The rise and fall of #MeToo

As Moira Donegan writes in The Guardian, the backlash to #MeToo is nearly as old as the movement itself: Even in its early days, criticism abounded that it was “excessive and intemperate” or had “gone too far.”

Yet for all the resistance it met, #MeToo hasn’t actually done much to curtail sexual harassment and abuse, in the view of Mary Anne Franks, a law professor at the University of Miami who focuses on the First Amendment and technology.

“When we look at the people who have had serious accusations made against them — one of the ones is a Supreme Court justice — most of the accused men in Hollywood have gotten their jobs back, or people are doing their comeback tours like nothing really happened,” she told Politico.

More broadly, domestic violence continues to go underreported, with just 41 percent of cases reported to the police in 2020, down from 47 percent in 2017, according to the Department of Justice. A 2019 survey from the Harvard Business Review found that while blatant sexual harassment in the workplace appeared to decline after the advent of #MeToo, hostility toward female employees appeared to increase, suggestive of a backlash. When workers do come forward with sexual harassment claims, they face courts that “have not moved very far from where they started three decades ago,” Danielle Bernstein wrote in The Atlantic last year.

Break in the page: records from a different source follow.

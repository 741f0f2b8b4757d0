use std::path::Path;

use tempfile::TempPath;
use tokio::io::AsyncWriteExt;

/// An uploaded chunk body written to the staging directory.
///
/// The blob lives on the same filesystem as the chunk directories, so
/// persisting it is a single rename. A blob that is dropped without being
/// persisted is deleted.
pub struct StagedBlob {
    file: Option<tokio::fs::File>,
    path: TempPath,
    len: u64,
}

impl StagedBlob {
    pub(crate) fn create(staging_dir: &Path) -> std::io::Result<Self> {
        let (file, path) = tempfile::Builder::new()
            .prefix(".chunk-")
            .tempfile_in(staging_dir)?
            .into_parts();

        Ok(Self {
            file: Some(tokio::fs::File::from_std(file)),
            path,
            len: 0,
        })
    }

    /// Appends `bytes` to the blob.
    pub async fn write(&mut self, bytes: &[u8]) -> std::io::Result<()> {
        let file = self.file.as_mut().ok_or_else(closed)?;
        file.write_all(bytes).await?;
        self.len += bytes.len() as u64;
        Ok(())
    }

    /// Bytes written so far.
    pub fn len(&self) -> u64 {
        self.len
    }

    pub fn is_empty(&self) -> bool {
        self.len == 0
    }

    /// Flushes and closes the file, then renames it to `target`.
    pub(crate) async fn persist(mut self, target: &Path) -> std::io::Result<()> {
        if let Some(mut file) = self.file.take() {
            file.flush().await?;
        }
        tokio::fs::rename(&*self.path, target).await?;
        // The file now lives at `target`; stop the temp path from deleting it.
        let _ = self.path.keep();
        Ok(())
    }
}

impl std::fmt::Debug for StagedBlob {
    fn fmt(&self, f: &mut std::fmt::Formatter<'_>) -> std::fmt::Result {
        f.debug_struct("StagedBlob")
            .field("path", &self.path.display())
            .field("len", &self.len)
            .finish()
    }
}

fn closed() -> std::io::Error {
    std::io::Error::other("staged blob already closed")
}
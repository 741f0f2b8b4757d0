//! Wire types shared by the SliceDrop uploader and the upload server.
//!
//! Everything that crosses the process boundary lives here: endpoint
//! paths, response texts, request/response payloads and the identifiers
//! (content hash, chunk id) both sides must agree on.

pub mod constants;
pub mod messages;
pub mod types;

// Re-export primary types for convenience.
pub use messages::{MergeRequest, MergeResponse, VerifyRequest, VerifyResponse};
pub use types::{ChunkId, ChunkOutcome, ContentHash, file_extension, is_hidden_artifact};

/// Errors produced while parsing wire identifiers.
#[derive(Debug, Clone, PartialEq, Eq, thiserror::Error)]
pub enum ProtocolError {
    #[error("invalid content hash: {0}")]
    InvalidContentHash(String),

    #[error("invalid chunk id: {0}")]
    InvalidChunkId(String),

    #[error("chunk id {chunk_id} does not belong to {content_hash}")]
    ForeignChunkId {
        chunk_id: String,
        content_hash: String,
    },

    #[error("unknown chunk upload response: {0}")]
    UnknownOutcome(String),
}
//! Uploads one file to a SliceDrop server, resuming if possible.

use std::path::PathBuf;

use anyhow::Context;
use clap::Parser;
use slicedrop_protocol::constants::DEFAULT_CHUNK_SIZE;
use slicedrop_upload_client::{HttpTransport, UploadConfig, UploadCoordinator, UploadEvent};
use tracing_subscriber::EnvFilter;

#[derive(Parser, Debug)]
#[command(name = "slicedrop-upload")]
#[command(about = "Upload a file to a SliceDrop server in resumable chunks")]
struct Args {
    /// File to upload
    file: PathBuf,

    /// Server base URL
    #[arg(long, default_value = "http://localhost:3000")]
    server: String,

    /// Chunk size in bytes
    #[arg(long, default_value_t = DEFAULT_CHUNK_SIZE)]
    chunk_size: u64,

    /// Maximum concurrent chunk uploads
    #[arg(long, default_value_t = 4)]
    concurrency: usize,
}

#[tokio::main]
async fn main() -> anyhow::Result<()> {
    tracing_subscriber::fmt()
        .with_env_filter(
            EnvFilter::try_from_default_env().unwrap_or_else(|_| EnvFilter::new("info")),
        )
        .init();

    let args = Args::parse();
    let config = UploadConfig {
        chunk_size: args.chunk_size,
        max_concurrent_uploads: args.concurrency,
    };

    let mut coordinator = UploadCoordinator::new(HttpTransport::new(&args.server), config);
    let mut events = coordinator
        .take_events()
        .context("event receiver already taken")?;

    let progress = tokio::spawn(async move {
        while let Some(event) = events.recv().await {
            log_event(&event);
        }
    });

    let result = coordinator.upload_path(&args.file).await;
    // Closing the coordinator closes the event channel.
    drop(coordinator);
    let _ = progress.await;

    let report = result.with_context(|| format!("uploading {}", args.file.display()))?;
    if report.skipped {
        println!("{} already on server as {}", report.filename, report.content_hash);
    } else {
        println!(
            "{} uploaded as {} ({} of {} chunks sent, {} bytes)",
            report.filename,
            report.content_hash,
            report.uploaded_chunks,
            report.total_chunks,
            report.uploaded_bytes
        );
    }
    Ok(())
}

fn log_event(event: &UploadEvent) {
    match event {
        UploadEvent::Hashing { percentage } => {
            tracing::debug!("hashing {percentage:.1}%");
        }
        UploadEvent::Verified {
            content_hash,
            total,
            already_uploaded,
        } => {
            tracing::info!(%content_hash, total, already_uploaded, "verified");
        }
        UploadEvent::ChunkUploaded {
            chunk_id,
            outcome,
            done,
            total,
        } => {
            tracing::info!(%chunk_id, %outcome, "chunk {done}/{total}");
        }
        UploadEvent::Merging { content_hash } => tracing::info!(%content_hash, "merging"),
        UploadEvent::Completed { content_hash } => tracing::info!(%content_hash, "completed"),
        UploadEvent::Skipped { content_hash } => tracing::info!(%content_hash, "skipped"),
        UploadEvent::Failed { error } => tracing::error!(%error, "failed"),
    }
}
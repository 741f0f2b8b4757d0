//! SliceDrop upload server entry point.

mod app;
mod config;

use tracing_subscriber::EnvFilter;

fn main() -> anyhow::Result<()> {
    // Initialize structured logging.
    tracing_subscriber::fmt()
        .with_env_filter(
            EnvFilter::try_from_default_env().unwrap_or_else(|_| EnvFilter::new("info")),
        )
        .init();

    tracing::info!(
        version = env!("CARGO_PKG_VERSION"),
        "starting SliceDrop server"
    );

    let config = config::Config::load()?;
    tracing::info!(
        host = %config.host,
        port = config.port,
        storage_dir = %config.storage_dir.display(),
        "configuration loaded"
    );

    let rt = tokio::runtime::Runtime::new()?;
    rt.block_on(app::run(config))?;

    tracing::info!("server shut down cleanly");
    Ok(())
}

The way the Depp-Heard trial was processed on social media could indicate that the court of public opinion is also becoming less friendly to accusers. If in the immediate aftermath of the Harvey Weinstein reporting we saw a wave of corporations and celebrities voicing their support for #MeToo, here we saw what Farrah Khan, a gender justice advocate and the director of Consent Comes First at Toronto Metropolitan University, called the “meme-ification of domestic violence”: “We’re seeing people see entertainment in it — content creators saying, ‘You know what, this is how I actually can build my brand.’”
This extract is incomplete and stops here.